CASE REPORT A 74-year-old, previously healthy female patient presented with erosions on oral mucous membranes, conjunctivitis, and difficulties swallowing. Her drug history was unremarkable. A biopsy specimen from the oral mucosa showed an erosion with a dense subepithelial infiltrate containing eosinophils and neutrophils. The patient was given prednisolone (1 mg/kg daily) and dapsone (1.5 mg/kg daily). After onset of a maculopapular rash, dapsone was discontinued and mycophenolate mofetil (2 g/d) was added as a corticosteroid-sparing agent. Because of corticosteroid-induced severe dysphoria, prednisolone had to be tapered to 10 mg/d.
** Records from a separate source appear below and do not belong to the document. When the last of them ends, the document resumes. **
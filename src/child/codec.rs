//! Inbound framing for the child protocol.
//!
//! Both ends read newline-delimited JSON. Lines are capped so a misbehaving
//! peer cannot make the reader buffer without bound, and blank lines are
//! dropped before they reach the message parser.

use bytes::BytesMut;
use tokio_util::codec::{Decoder, LinesCodec, LinesCodecError};

use crate::{AppError, Result};

/// Default cap on one protocol line: 1 MiB.
pub const MAX_LINE_BYTES: usize = 1_048_576;

/// Decoder yielding one non-blank protocol line at a time.
///
/// A line longer than the cap yields [`AppError::Protocol`]; the rest of
/// that line is discarded and decoding resumes after its newline.
#[derive(Debug)]
pub struct ChildLineCodec {
    lines: LinesCodec,
    max_line_bytes: usize,
}

impl ChildLineCodec {
    /// Codec capped at [`MAX_LINE_BYTES`].
    #[must_use]
    pub fn new() -> Self {
        Self::with_max_line_bytes(MAX_LINE_BYTES)
    }

    /// Codec capped at `max_line_bytes`.
    #[must_use]
    pub fn with_max_line_bytes(max_line_bytes: usize) -> Self {
        Self {
            lines: LinesCodec::new_with_max_length(max_line_bytes),
            max_line_bytes,
        }
    }

    /// Longest line this codec accepts.
    #[must_use]
    pub fn max_line_bytes(&self) -> usize {
        self.max_line_bytes
    }

    fn map_error(&self, err: LinesCodecError) -> AppError {
        match err {
            LinesCodecError::MaxLineLengthExceeded => AppError::Protocol(format!(
                "line too long: exceeded {} bytes",
                self.max_line_bytes
            )),
            LinesCodecError::Io(err) => AppError::Io(err.to_string()),
        }
    }
}

impl Default for ChildLineCodec {
    fn default() -> Self {
        Self::new()
    }
}

impl Decoder for ChildLineCodec {
    type Item = String;
    type Error = AppError;

    fn decode(&mut self, src: &mut BytesMut) -> Result<Option<String>> {
        loop {
            match self.lines.decode(src) {
                Ok(Some(line)) if line.trim().is_empty() => {}
                Ok(other) => return Ok(other),
                Err(err) => return Err(self.map_error(err)),
            }
        }
    }

    fn decode_eof(&mut self, src: &mut BytesMut) -> Result<Option<String>> {
        loop {
            match self.lines.decode_eof(src) {
                Ok(Some(line)) if line.trim().is_empty() => {}
                Ok(other) => return Ok(other),
                Err(err) => return Err(self.map_error(err)),
            }
        }
    }
}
With this treatment, disease activity was reduced, but lesions did not clear. Six months later, the patient experienced widespread erosions on the gingiva, a marked conjunctivitis, and rapid scarring of the left eye (Fig 1, A). Despite increasing doses of corticosteroids, the disease progressed; treatment with IVIg (1 g/kg body weight daily on 2 consecutive days) was initiated and a total of 6 cycles, each 4 weeks apart, was

administered. Side effects of this treatment were minor and included transient arthralgia and nausea. With the addition of IVIg, conjunctivitis and gingivitis cleared over a period of 6 months (Fig 1, B) and prednisolone could be tapered. Currently, the patient has been without active disease for more than 12 months. Her current medication includes mycophenolate mofetil (2 g/d), prednisone (8 mg/d), and IVIg (1 g/kg body weight on 2 consecutive days every 8 weeks).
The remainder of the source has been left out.